Formula:
RevPAL = Total Portfolio Revenue ÷ Number of Active Listings
Monthly example:
A property manager runs 12 short-term rental listings that collectively earn $72,000 in June. RevPAL for that month = $72,000 ÷ 12 = $6,000 per listing. If listing #7 posted $2,900 while listing #3 earned $9,800, the $6,000 portfolio RevPAL is the benchmark that surfaces listing #7 as a problem immediately.
Annualized:
Multiply monthly RevPAL by 12, or sum the full 12-month revenue and divide once. Annualized RevPAL is the standard for acquisition modeling and owner reporting.
Both metrics live in the Revenue & Performance toolkit, but they answer different questions.
| Metric | Formula | What it measures | Best use |
|---|---|---|---|
| RevPAL | Total revenue ÷ active listings | Revenue output per unit | Portfolio benchmarking, owner reporting, acquisition screening |
| RevPAR | ADR × occupancy rate | Nightly rate efficiency | Pricing optimization, channel comparison, daily performance |
| ADR | Revenue ÷ booked nights | Average nightly rate | Pricing strategy, comp analysis |
RevPAR tells you whether you priced each night well. RevPAL tells you whether the listing produced enough revenue in total. A listing can post a strong RevPAR on its 120 booked nights but still show a weak RevPAL if 245 nights sat vacant.

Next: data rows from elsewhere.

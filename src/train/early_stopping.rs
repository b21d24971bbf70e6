//! Patience-based early stopping

/// Whether a smaller or a larger monitored value is better
#[derive(Debug, Clone, Copy, PartialEq, Eq)]
pub enum Mode {
    Minimize,
    Maximize,
}

/// Stops a loop after `patience` consecutive epochs without improvement
///
/// # Example
///
/// ```rust
/// use layoutgan::train::EarlyStopping;
///
/// let mut stop = EarlyStopping::minimize(2);
/// assert!(stop.update(1.0));
/// assert!(!stop.update(1.5));
/// assert!(!stop.update(2.0));
/// assert!(stop.should_stop());
/// ```
#[derive(Clone, Debug)]
pub struct EarlyStopping {
    /// Number of epochs to wait for improvement
    patience: usize,
    /// Minimum improvement to reset patience
    min_delta: f32,
    mode: Mode,
    best: f32,
    epochs_without_improvement: usize,
}

impl EarlyStopping {
    pub fn new(patience: usize, mode: Mode) -> Self {
        let best = match mode {
            Mode::Minimize => f32::INFINITY,
            Mode::Maximize => f32::NEG_INFINITY,
        };
        Self {
            patience,
            min_delta: 0.0,
            mode,
            best,
            epochs_without_improvement: 0,
        }
    }

    pub fn minimize(patience: usize) -> Self {
        Self::new(patience, Mode::Minimize)
    }

    pub fn maximize(patience: usize) -> Self {
        Self::new(patience, Mode::Maximize)
    }

    /// Start from a known best value instead of ±∞
    pub fn with_best(mut self, best: f32) -> Self {
        self.best = best;
        self
    }

    pub fn with_min_delta(mut self, min_delta: f32) -> Self {
        self.min_delta = min_delta;
        self
    }

    /// Record one epoch; returns true when `value` strictly improves on the best
    pub fn update(&mut self, value: f32) -> bool {
        let improved = match self.mode {
            Mode::Minimize => value < self.best - self.min_delta,
            Mode::Maximize => value > self.best + self.min_delta,
        };
        if improved {
            self.best = value;
            self.epochs_without_improvement = 0;
        } else {
            self.epochs_without_improvement += 1;
        }
        improved
    }

    pub fn should_stop(&self) -> bool {
        self.epochs_without_improvement >= self.patience
    }

    pub fn best(&self) -> f32 {
        self.best
    }

    pub fn epochs_without_improvement(&self) -> usize {
        self.epochs_without_improvement
    }

    pub fn patience(&self) -> usize {
        self.patience
    }
}

#[cfg(test)]
mod tests {
    use super::*;

    #[test]
    fn test_increasing_loss_stops_at_patience_plus_one() {
        let patience = 4;
        let mut es = EarlyStopping::minimize(patience);
        let mut stopped_at = None;
        for epoch in 1..=10 {
            es.update(epoch as f32);
            if es.should_stop() {
                stopped_at = Some(epoch);
                break;
            }
        }
        assert_eq!(stopped_at, Some(patience + 1));
    }

    #[test]
    fn test_improvement_resets_counter() {
        let mut es = EarlyStopping::minimize(3);
        es.update(1.0);
        es.update(2.0);
        es.update(3.0);
        assert_eq!(es.epochs_without_improvement(), 2);
        assert!(es.update(0.5));
        assert_eq!(es.epochs_without_improvement(), 0);
        assert!(!es.should_stop());
    }

    #[test]
    fn test_maximize_from_zero_requires_strict_gain() {
        let mut es = EarlyStopping::maximize(2).with_best(0.0);
        assert!(!es.update(0.0));
        assert!(es.update(10.0));
        assert!(!es.update(10.0));
        assert!(!es.should_stop());
        assert!(!es.update(5.0));
        assert!(es.should_stop());
        assert_eq!(es.best(), 10.0);
    }

    #[test]
    fn test_min_delta() {
        let mut es = EarlyStopping::minimize(5).with_min_delta(0.1);
        es.update(1.0);
        assert!(!es.update(0.95));
        assert!(es.update(0.8));
    }

    #[test]
    fn test_nan_never_improves() {
        let mut es = EarlyStopping::minimize(1);
        assert!(!es.update(f32::NAN));
        assert!(es.should_stop());
    }
}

| Market | Annual RevPAL | Active Listings | Key Driver |
|---|---|---|---|
| San Diego, CA | $53,472 | 9,560 | High ADR ($394.9) + solid occupancy |
| Gatlinburg, TN | $50,438 | 3,622 | Resort demand, low minimum nights (2.1) |
| Scottsdale, AZ | $49,153 | 4,310 | Luxury ADR ($421.1), desert seasonality |
| Nashville, TN | $44,039 | 6,165 | Event-driven demand, long lead times |
| Miami, FL | $34,738 | 7,905 | Year-round demand, competitive supply |
| New York, NY | $21,970 | 11,468 | Local Law 18 minimum-night floor suppresses bookings |
In AirROI's data, the gap between the highest and lowest RevPAL markets is driven more by regulatory policy and minimum-night requirements than by demand. San Diego and New York attract similar traveler volumes — but only one market allows the booking frequency that maximizes per-listing revenue.
Portfolio optimization. RevPAL converts an unwieldy portfolio of individual listing metrics into a single ranking. Every listing either beats the portfolio average, matches it, or underperforms — and underperformers get a defined revenue gap, not a vague sense that something is wrong.
Owner reporting. RevPAL converts revenue performance into language property owners understand: "Your listing generated $44,000 last year, 14% above the Nashville market median of $38,500." That framing justifies management fees and demonstrates measurable value.
3. Remove chronic underperformers. A listing that consistently posts RevPAL 40%+ below the portfolio median is a drag on aggregate performance and owner trust. Before exiting, run a 90-day optimization sprint — new photography, amenity upgrades, revised pricing. If RevPAL doesn't move, the listing may be structurally constrained by location or property type.
5. Segment RevPAL by property type. A studio condo and a 4-bedroom cabin in the same portfolio will never share a RevPAL benchmark. Segment by bedroom count or property type before ranking listings — otherwise high-capacity properties always top the list and studios always look like underperformers.
RevPAR measures revenue per available room-night, making it a nightly rate-efficiency metric. RevPAL measures total revenue per active listing over a period — typically monthly or annually — capturing the full output of each unit regardless of size, nightly rate, or occupancy. RevPAL is the more useful number for portfolio managers comparing the revenue contribution of each listing.
Divide total portfolio revenue by the number of active listings in the same period. For example, if 10 listings generated $50,000 in a month, RevPAL is $5,000 per listing per month. Annualized, that same portfolio running at the same rate would show a RevPAL of $60,000 per listing per year.
AirROI data shows median annual RevPAL ranging from $21,970 in New York (constrained by Local Law 18 minimum-night rules) to $53,472 in San Diego across more than 43,000 active listings. A well-run portfolio in a mid-tier market typically targets $35,000–$50,000 per listing per year. Benchmarking against the market median matters more than any universal threshold.
RevPAL lets property managers rank every listing against the portfolio average in a single number, isolating underperformers quickly. A listing generating $28,000 when the portfolio RevPAL is $44,000 is an immediate signal to investigate — whether the problem is pricing, occupancy, amenities, or listing quality.
RevPAL = RevPAR × 365 (for annual figures) at the listing level, assuming RevPAR is calculated on a per-listing basis. In practice the two diverge because RevPAR is typically measured per room-night available, while RevPAL accounts for actual calendar days and seasonal blocking. Use RevPAR to optimize nightly pricing; use RevPAL to evaluate each listing's total contribution to the portfolio.